Reproduce exactly the lines of the listing from the one containing "pub fn pending_indices(&self)" to its final line, both included.

--- START ---

//! Batch state: items, their lifecycle, and aggregate progress.

use std::path::{Path, PathBuf};
use std::sync::Arc;

use serde::{Deserialize, Serialize};
use thiserror::Error;

use crate::error::{ProcessError, ProcessResult};
use crate::pipeline::ProcessedOutput;

/// Where an item's bytes come from.
#[derive(Debug, Clone)]
pub enum SourceRef {
    Path(PathBuf),
    Memory { name: String, bytes: Arc<[u8]> },
}

impl SourceRef {
    pub fn memory(name: impl Into<String>, bytes: impl Into<Arc<[u8]>>) -> Self {
        Self::Memory {
            name: name.into(),
            bytes: bytes.into(),
        }
    }

    /// File name used for reports and derived output names.
    pub fn name(&self) -> String {
        match self {
            Self::Path(path) => path
                .file_name()
                .map(|n| n.to_string_lossy().into_owned())
                .unwrap_or_else(|| path.display().to_string()),
            Self::Memory { name, .. } => name.clone(),
        }
    }

    /// Run `f` over the source bytes, reading the file if needed.
    pub fn with_bytes<T>(&self, f: impl FnOnce(&[u8]) -> ProcessResult<T>) -> ProcessResult<T> {
        match self {
            Self::Path(path) => {
                let bytes = std::fs::read(path).map_err(|source| ProcessError::Io {
                    path: path.clone(),
                    source,
                })?;
                f(&bytes)
            }
            Self::Memory { bytes, .. } => f(bytes),
        }
    }
}

impl From<PathBuf> for SourceRef {
    fn from(path: PathBuf) -> Self {
        Self::Path(path)
    }
}

impl From<&Path> for SourceRef {
    fn from(path: &Path) -> Self {
        Self::Path(path.to_path_buf())
    }
}

/// Lifecycle of a batch item.
#[derive(Debug, Clone, Copy, PartialEq, Eq, Serialize, Deserialize)]
#[serde(rename_all = "lowercase")]
pub enum ItemStatus {
    Pending,
    Processing,
    Done,
    Failed,
}

impl ItemStatus {
    /// Forward-only transitions. Going back to `Pending` is only possible
    /// through [`BatchItem::reset`].
    pub fn can_advance_to(self, next: ItemStatus) -> bool {
        matches!(
            (self, next),
            (Self::Pending, Self::Processing)
                | (Self::Processing, Self::Done)
                | (Self::Processing, Self::Failed)
        )
    }

    pub fn is_terminal(self) -> bool {
        matches!(self, Self::Done | Self::Failed)
    }
}

/// Rejected status change.
#[derive(Error, Debug, PartialEq, Eq)]
#[error("item {index} cannot move from {from:?} to {to:?}")]
pub struct TransitionError {
    pub index: usize,
    pub from: ItemStatus,
    pub to: ItemStatus,
}

/// Error recorded on a failed item.
#[derive(Debug, Clone, PartialEq, Eq, Serialize, Deserialize)]
pub struct ItemError {
    /// Stable kind, e.g. `invalid_input`
    pub kind: String,
    pub message: String,
}

impl From<&ProcessError> for ItemError {
    fn from(error: &ProcessError) -> Self {
        Self {
            kind: error.kind().to_string(),
            message: error.to_string(),
        }
    }
}

/// One file's state within a batch.
#[derive(Debug, Clone)]
pub struct BatchItem {
    pub index: usize,
    pub source: SourceRef,
    status: ItemStatus,
    output: Option<ProcessedOutput>,
    error: Option<ItemError>,
}

impl BatchItem {
    pub fn new(index: usize, source: SourceRef) -> Self {
        Self {
            index,
            source,
            status: ItemStatus::Pending,
            output: None,
            error: None,
        }
    }

    pub fn status(&self) -> ItemStatus {
        self.status
    }

    pub fn output(&self) -> Option<&ProcessedOutput> {
        self.output.as_ref()
    }

    pub fn error(&self) -> Option<&ItemError> {
        self.error.as_ref()
    }

    pub fn name(&self) -> String {
        self.source.name()
    }

    fn advance(&mut self, to: ItemStatus) -> Result<(), TransitionError> {
        if !self.status.can_advance_to(to) {
            return Err(TransitionError {
                index: self.index,
                from: self.status,
                to,
            });
        }
        self.status = to;
        Ok(())
    }

    /// Pending → Processing.
    pub fn start(&mut self) -> Result<(), TransitionError> {
        self.advance(ItemStatus::Processing)
    }

    /// Processing → Done, keeping the output.
    pub fn finish(&mut self, output: ProcessedOutput) -> Result<(), TransitionError> {
        self.advance(ItemStatus::Done)?;
        self.output = Some(output);
        Ok(())
    }

    /// Processing → Failed, recording the error.
    pub fn fail(&mut self, error: ItemError) -> Result<(), TransitionError> {
        self.advance(ItemStatus::Failed)?;
        self.error = Some(error);
        Ok(())
    }

    /// Back to Pending for resubmission, dropping any result.
    pub fn reset(&mut self) {
        self.status = ItemStatus::Pending;
        self.output = None;
        self.error = None;
    }
}

/// Per-status item counts.
#[derive(Debug, Clone, Copy, Default, PartialEq, Eq, Serialize)]
pub struct BatchCounts {
    pub total: usize,
    pub pending: usize,
    pub processing: usize,
    pub done: usize,
    pub failed: usize,
}

/// Ordered collection of batch items.
#[derive(Debug, Clone, Default)]
pub struct BatchJob {
    items: Vec<BatchItem>,
}

impl BatchJob {
    pub fn new<I, S>(sources: I) -> Self
    where
        I: IntoIterator<Item = S>,
        S: Into<SourceRef>,
    {
        Self {
            items: sources
                .into_iter()
                .enumerate()
                .map(|(index, source)| BatchItem::new(index, source.into()))
                .collect(),
        }
    }

    pub fn items(&self) -> &[BatchItem] {
        &self.items
    }

    pub fn item(&self, index: usize) -> Option<&BatchItem> {
        self.items.get(index)
    }

    pub(crate) fn item_mut(&mut self, index: usize) -> Option<&mut BatchItem> {
        self.items.get_mut(index)
    }

    pub fn len(&self) -> usize {
        self.items.len()
    }

    pub fn is_empty(&self) -> bool {
        self.items.is_empty()
    }

    pub fn counts(&self) -> BatchCounts {
        let mut counts = BatchCounts {
            total: self.items.len(),
            ..BatchCounts::default()
        };
        for item in &self.items {
            match item.status {
                ItemStatus::Pending => counts.pending += 1,
                ItemStatus::Processing => counts.processing += 1,
                ItemStatus::Done => counts.done += 1,
                ItemStatus::Failed => counts.failed += 1,
            }
        }
        counts
    }

    /// Finished items as a percentage of all items (100 for an empty job).
    pub fn progress(&self) -> f64 {
        if self.items.is_empty() {
            return 100.0;
        }
        let finished = self.items.iter().filter(|i| i.status.is_terminal()).count();
        finished as f64 / self.items.len() as f64 * 100.0
    }

    pub fn is_finished(&self) -> bool {
        self.items.iter().all(|i| i.status.is_terminal())
    }

    /// Indices of items waiting to run, in order.
    pub fn pending_indices(&self) -> Vec<usize> {
        self.items
            .iter()
            .filter(|i| i.status == ItemStatus::Pending)
            .map(|i| i.index)
            .collect()
    }

    /// Reset every failed item so the next run retries it. Returns how many.
    pub fn resubmit_failed(&mut self) -> usize {
        let mut count = 0;
        for item in self.items.iter_mut().filter(|i| i.status == ItemStatus::Failed) {
            item.reset();
            count += 1;
        }
        count
    }

    /// Successful outputs in item order.
    pub fn outputs(&self) -> impl Iterator<Item = &ProcessedOutput> {
        self.items.iter().filter_map(|i| i.output.as_ref())
    }
}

--- END ---

**Answer section:**
    pub fn pending_indices(&self) -> Vec<usize> {
        self.items
            .iter()
            .filter(|i| i.status == ItemStatus::Pending)
            .map(|i| i.index)
            .collect()
    }

    /// Reset every failed item so the next run retries it. Returns how many.
    pub fn resubmit_failed(&mut self) -> usize {
        let mut count = 0;
        for item in self.items.iter_mut().filter(|i| i.status == ItemStatus::Failed) {
            item.reset();
            count += 1;
        }
        count
    }

    /// Successful outputs in item order.
    pub fn outputs(&self) -> impl Iterator<Item = &ProcessedOutput> {
        self.items.iter().filter_map(|i| i.output.as_ref())
    }
}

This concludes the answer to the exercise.